Она покачала головой, отказываясь принимать такое объяснение.
На Ханильвег Кэте Ленк больше не появилась ни разу. Ведомство по делам школы сразу же нашло для нее комнату. Она прервала работу только на один день. Поселившись в меблированной комнате в Штеглице, она сделала все что требовалось: захоронила останки родителей на городском кладбище на Альбоин - плац, получила новые продовольственные карточки и документы, подала заявление в ведомство по возмещению убытков, добилась, что была признана-как единственная дочь своих родителей — единственной наследницей, перевела счет отца в коммерческом банке, на котором лежало чуть больше 25 тысяч рейхсмарок, на свое имя, уволилась из школы в Фриденау. 15 апреля 1944 года, через десять дней после пасхи, она покинула Берлин.
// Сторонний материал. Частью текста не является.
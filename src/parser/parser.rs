//! Recursive descent parser for declaration skeletons.
//!
//! Produces a [`SourceUnit`] directly; there is no concrete syntax tree.
//! Parsing is fail-fast: the first error aborts the file.

use text_size::{TextRange, TextSize};

use super::lexer::{Token, TokenKind, tokenize};
use crate::base::Name;
use crate::syntax::{
    Accessibility, MemberDecl, Modifiers, NamedMember, NamespaceDecl, NamespaceItem, SourceUnit,
    SyntaxError, TypeDecl, TypeExpr, TypeKind, TypeSegment, UsingDirective,
};

type PResult<T> = Result<T, SyntaxError>;

/// Parse a whole source file.
pub fn parse(input: &str) -> PResult<SourceUnit> {
    let tokens = tokenize(input)?;
    let mut parser = Parser::new(&tokens);
    let unit = parser.parse_source_unit()?;
    tracing::trace!(
        "[PARSE] {} tokens, {} top-level items",
        tokens.len(),
        unit.items.len()
    );
    Ok(unit)
}

/// Parse a standalone type expression such as `A.B<C>`.
pub fn parse_type_expr(input: &str) -> PResult<TypeExpr> {
    let tokens = tokenize(input)?;
    let mut parser = Parser::new(&tokens);
    let expr = parser.parse_type_expr()?;
    parser.expect_eof()?;
    Ok(expr)
}

/// The parser state
struct Parser<'t, 'a> {
    tokens: &'t [Token<'a>],
    pos: usize,
}
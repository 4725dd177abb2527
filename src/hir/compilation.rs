//! The compilation: an immutable symbol table plus the lazily filled resolution slots.
//!
//! Queries on a [`Compilation`] look read-only but may compute and cache
//! slots on first use. Caching is per symbol, not per query, and published
//! values never change, so repeated queries return the same allocation.

use std::sync::Arc;

use rayon::prelude::*;

use super::diagnostics::{Diagnostic, DiagnosticSink};
use super::ids::{SymbolRef, TypeId};
use super::slot::{ClaimOutcome, Claims, Evaluated, ResolutionChain, SlotKey, SlotKind, SlotValue, TypeSlots};
use super::table::SymbolTable;
use super::types::TypeRef;
use crate::syntax::{DeclarationTable, TypeExpr};

// ============================================================================
// OPTIONS
// ============================================================================

/// Settings that change what a compilation reports or synthesizes.
#[derive(Clone, Debug, PartialEq, Eq)]
pub struct CompilationOptions {
    /// Synthesize `Object`, `ValueType`, `Enum`, `Delegate` and `MulticastDelegate`
    /// when the sources do not declare them.
    pub include_core_library: bool,
    /// Report bases that are less accessible than the deriving type.
    pub check_accessibility: bool,
    /// Namespace holding the core library types.
    pub core_namespace: String,
}

impl Default for CompilationOptions {
    fn default() -> Self {
        Self {
            include_core_library: true,
            check_accessibility: true,
            core_namespace: "System".to_string(),
        }
    }
}

impl CompilationOptions {
    pub fn with_core_library(mut self, include: bool) -> Self {
        self.include_core_library = include;
        self
    }

    pub fn with_accessibility_checks(mut self, check: bool) -> Self {
        self.check_accessibility = check;
        self
    }

    pub fn with_core_namespace(mut self, namespace: impl Into<String>) -> Self {
        self.core_namespace = namespace.into();
        self
    }
}

// ============================================================================
// COMPILATION
// ============================================================================

pub struct Compilation {
    pub(crate) table: Arc<SymbolTable>,
    pub(crate) options: CompilationOptions,
    slots: Vec<TypeSlots>,
    claims: Claims,
    sink: Option<Arc<dyn DiagnosticSink>>,
}

impl std::fmt::Debug for Compilation {
    fn fmt(&self, f: &mut std::fmt::Formatter<'_>) -> std::fmt::Result {
        f.debug_struct("Compilation")
            .field("types", &self.table.type_count())
            .field("options", &self.options)
            .finish_non_exhaustive()
    }
}

impl Compilation {
    /// Build a compilation over every unit of `decls`.
    pub fn new(decls: &DeclarationTable, options: CompilationOptions) -> Self {
        let table = SymbolTable::build(decls, &options);
        Self::from_table(Arc::new(table), options)
    }

    /// Build a compilation over an existing table.
    pub fn from_table(table: Arc<SymbolTable>, options: CompilationOptions) -> Self {
        let slots = (0..table.type_count()).map(|_| TypeSlots::default()).collect();
        Self {
            table,
            options,
            slots,
            claims: Claims::new(),
            sink: None,
        }
    }

    /// Attach a sink. Declaration diagnostics are reported to it immediately;
    /// resolution diagnostics as their slots are published.
    pub fn with_sink(mut self, sink: Arc<dyn DiagnosticSink>) -> Self {
        for diagnostic in self.table.declaration_diagnostics() {
            sink.report(diagnostic.clone());
        }
        self.sink = Some(sink);
        self
    }

    pub fn symbols(&self) -> &SymbolTable {
        &self.table
    }

    pub fn options(&self) -> &CompilationOptions {
        &self.options
    }

    pub fn find_type(&self, dotted: &str, arity: usize) -> Option<TypeId> {
        self.table.find_type(dotted, arity)
    }

    // ========================================================================
    // QUERIES
    // ========================================================================

    /// The cycle-checked base type. `None` for interfaces and the root object type.
    pub fn base_type(&self, ty: TypeId) -> Option<&TypeRef> {
        self.base_slot(ty, &mut ResolutionChain::new())
            .and_then(|e| e.value.as_ref())
    }

    /// The cycle-checked, de-duplicated interfaces listed on `ty`.
    pub fn interfaces(&self, ty: TypeId) -> &[TypeRef] {
        self.interfaces_slot(ty, &mut ResolutionChain::new())
            .map_or(&[], |e| e.value.as_slice())
    }

    /// Every interface `ty` implements, directly, through other interfaces or through its base.
    pub fn all_interfaces(&self, ty: TypeId) -> &[TypeRef] {
        self.all_interfaces_slot(ty, &mut ResolutionChain::new())
            .map_or(&[], |e| e.value.as_slice())
    }

    /// The bound base class before cycle checks.
    pub fn declared_base_type(&self, ty: TypeId) -> Option<&TypeRef> {
        self.declared_slot(ty, &mut ResolutionChain::new())
            .and_then(|e| e.value.base.as_ref())
    }

    /// The bound interface list before cycle checks.
    pub fn declared_interfaces(&self, ty: TypeId) -> &[TypeRef] {
        self.declared_slot(ty, &mut ResolutionChain::new())
            .map_or(&[], |e| e.value.interfaces.as_slice())
    }

    /// True when `ty` names no real type.
    pub fn is_error_type(&self, ty: &TypeRef) -> bool {
        ty.is_error()
    }

    /// Bind a type expression as if it were written in the base list of `context`.
    ///
    /// Unlike a base clause, the members of `context` itself are in scope.
    /// Binding failures surface only as error types; use
    /// [`resolve_type_expression_with_diagnostics`](Self::resolve_type_expression_with_diagnostics)
    /// to see why.
    pub fn resolve_type_expression(&self, expr: &TypeExpr, context: TypeId) -> TypeRef {
        self.resolve_type_expression_with_diagnostics(expr, context).0
    }

    /// Like [`resolve_type_expression`](Self::resolve_type_expression), also returning
    /// the binding diagnostics. They are not reported to the sink.
    pub fn resolve_type_expression_with_diagnostics(
        &self,
        expr: &TypeExpr,
        context: TypeId,
    ) -> (TypeRef, Vec<Diagnostic>) {
        let mut chain = ResolutionChain::new();
        let mut diagnostics = Vec::new();
        let ty = self.bind_in_type(expr, context, &mut chain, &mut diagnostics);
        (ty, diagnostics)
    }

    /// Human-readable rendering, e.g. `N.List<N.C>` or `?Missing`.
    pub fn display(&self, ty: &TypeRef) -> String {
        super::types::display(&self.table, ty)
    }

    /// Qualified name of a type definition.
    pub fn type_name(&self, ty: TypeId) -> String {
        self.table.qualified_name(ty)
    }

    pub fn display_symbol(&self, symbol: SymbolRef) -> String {
        self.table.display_symbol(symbol)
    }

    // ========================================================================
    // FORCING
    // ========================================================================

    /// Evaluate every slot of every type, one type at a time.
    pub fn resolve_all(&self) {
        for ty in self.table.type_ids() {
            self.resolve_type(ty);
        }
    }

    /// Evaluate every slot of every type on the rayon pool.
    pub fn resolve_all_parallel(&self) {
        let ids: Vec<TypeId> = self.table.type_ids().collect();
        ids.par_iter().for_each(|ty| self.resolve_type(*ty));
    }

    fn resolve_type(&self, ty: TypeId) {
        let mut chain = ResolutionChain::new();
        self.declared_slot(ty, &mut chain);
        self.base_slot(ty, &mut chain);
        self.interfaces_slot(ty, &mut chain);
        self.all_interfaces_slot(ty, &mut chain);
    }

    /// Every diagnostic of the compilation, forcing resolution of all types.
    ///
    /// Declaration diagnostics come first, then per type in declaration order:
    /// binding and base-list checks, base cycle, interface cycle.
    pub fn diagnostics(&self) -> Vec<Diagnostic> {
        self.resolve_all();
        let mut out: Vec<Diagnostic> = self.table.declaration_diagnostics().to_vec();
        for slots in &self.slots {
            if let Some(e) = slots.declared.get() {
                out.extend(e.diagnostics.iter().cloned());
            }
            if let Some(e) = slots.base.get() {
                out.extend(e.diagnostics.iter().cloned());
            }
            if let Some(e) = slots.interfaces.get() {
                out.extend(e.diagnostics.iter().cloned());
            }
        }
        out
    }

    // ========================================================================
    // SLOT DRIVER
    // ========================================================================

    pub(crate) fn declared_slot(
        &self,
        ty: TypeId,
        chain: &mut ResolutionChain,
    ) -> Option<&Evaluated<super::bases::DeclaredBases>> {
        self.force(SlotKey::new(ty, SlotKind::Declared), chain)
            .then(|| self.slots[ty.index()].declared.get())
            .flatten()
    }

    pub(crate) fn base_slot(
        &self,
        ty: TypeId,
        chain: &mut ResolutionChain,
    ) -> Option<&Evaluated<Option<TypeRef>>> {
        self.force(SlotKey::new(ty, SlotKind::Base), chain)
            .then(|| self.slots[ty.index()].base.get())
            .flatten()
    }

    pub(crate) fn interfaces_slot(
        &self,
        ty: TypeId,
        chain: &mut ResolutionChain,
    ) -> Option<&Evaluated<Vec<TypeRef>>> {
        self.force(SlotKey::new(ty, SlotKind::Interfaces), chain)
            .then(|| self.slots[ty.index()].interfaces.get())
            .flatten()
    }

    pub(crate) fn all_interfaces_slot(
        &self,
        ty: TypeId,
        chain: &mut ResolutionChain,
    ) -> Option<&Evaluated<Vec<TypeRef>>> {
        self.force(SlotKey::new(ty, SlotKind::AllInterfaces), chain)
            .then(|| self.slots[ty.index()].all_interfaces.get())
            .flatten()
    }

    /// Make sure `key` is published. Returns false when the request closes a
    /// cycle on `chain`; the slot is then left to its owner.
    fn force(&self, key: SlotKey, chain: &mut ResolutionChain) -> bool {
        let slots = &self.slots[key.ty.index()];
        match self
            .claims
            .claim(key, chain.id(), || slots.is_ready(key.kind))
        {
            ClaimOutcome::Ready => true,
            ClaimOutcome::Reentrant => {
                chain.mark_cycle(key, key.ty);
                false
            }
            ClaimOutcome::Deadlock { own_entry } => {
                chain.mark_cycle(own_entry, key.ty);
                false
            }
            ClaimOutcome::Acquired => {
                tracing::trace!("[CLAIM] computing {:?} at depth {}", key, chain.depth());
                chain.push(key);
                let value = match key.kind {
                    SlotKind::Declared => SlotValue::Declared(self.compute_declared(key.ty, chain)),
                    SlotKind::Base => SlotValue::Base(self.compute_base(key.ty, chain)),
                    SlotKind::Interfaces => {
                        SlotValue::Interfaces(self.compute_interfaces(key.ty, chain))
                    }
                    SlotKind::AllInterfaces => {
                        SlotValue::AllInterfaces(self.compute_all_interfaces(key.ty, chain))
                    }
                };
                let complete = chain.pop(value);
                if complete.is_empty() {
                    // part of a cycle that publishes from a lower frame
                    return false;
                }
                let mut keys = Vec::with_capacity(complete.len());
                for (done, value) in complete {
                    let diagnostics = self.slots[done.ty.index()].publish(value);
                    if let Some(sink) = &self.sink {
                        for diagnostic in diagnostics {
                            sink.report(diagnostic);
                        }
                    }
                    keys.push(done);
                }
                self.claims.release(keys);
                true
            }
        }
    }
}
На следующий день после гибели родителей она, отбросив наконец сомнения, решилась позвонить Лоренцу в военную библиотеку. Он спросил только, как все произошло, а вечером, когда они сидели в почти пустом кафе на Ноллендорфплац, сказал, глядя мимо нее: «Тебе не повезло». И только тогда она заплакала и, как ей показалось, проплакала несколько часов. Она всегда будет благодарна Лоренцу за то, что он в тот вечер спокойно вынес ее «многочасовые рыдания» — как она выразилась - и не пытался ее утешать. Он просто сидел рядом, отослал официантку, которая пыталась заговорить с Кэте, пил эрзац - кофе, давал ей возможность выплакаться. Когда она перестала плакать, он вытер очки, которые Кэте пришлось снять, и вернул ей.
Как-то, это было уже потом, во время прогулки по берегу Закровского озера, она спросила его:
— Ты случайно не знаешь, где находится Линкольншир?
— Нет, — сказал он, подумав. — Точно не знаю. Я только учил, что в городе Линкольне — один из самых прекрасных английских кафедральных соборов. А что?
Кэте уже написала фройляйн Хезелер, что больше не будет заниматься английским.
— В доме, — сказала она, — должен быть географический атлас, тогда это дом.
— Ах, вот ты о чем, — сказал Лоренц и, помолчав, добавил: — Когда война кончится, поедем в Линкольншир, Кэте! И в Лондон, и в Париж, и в Нью-Йорк.
Почти дословно то же самое сказал ей как-то майор Динклаге и удивился, почему встретил с ее стороны отпор.
— После войны мы с тобой будем бог знает где, — сказала Кэте майору. И, отклоняя его предложение — потому что она хотела защитить свои воспоминания о Лоренце, — еще холоднее добавила:-Я не буду дожидаться, пока какой-нибудь мужчина возьмет меня с собой в дорогу.
Она смотрела, как Лоренц рисует озеро-углем на большом листе белой бумаги, заросли камыша превращались у него в жесткие, яростные штрихи. У него были черные, гладкие, густые волосы; лицо смуглое, с крупным носом, напоминавшее чеканку на римских монетах. Синие глаза смотрели сквозь стекла очков в черной роговой оправе на озеро, на тростник.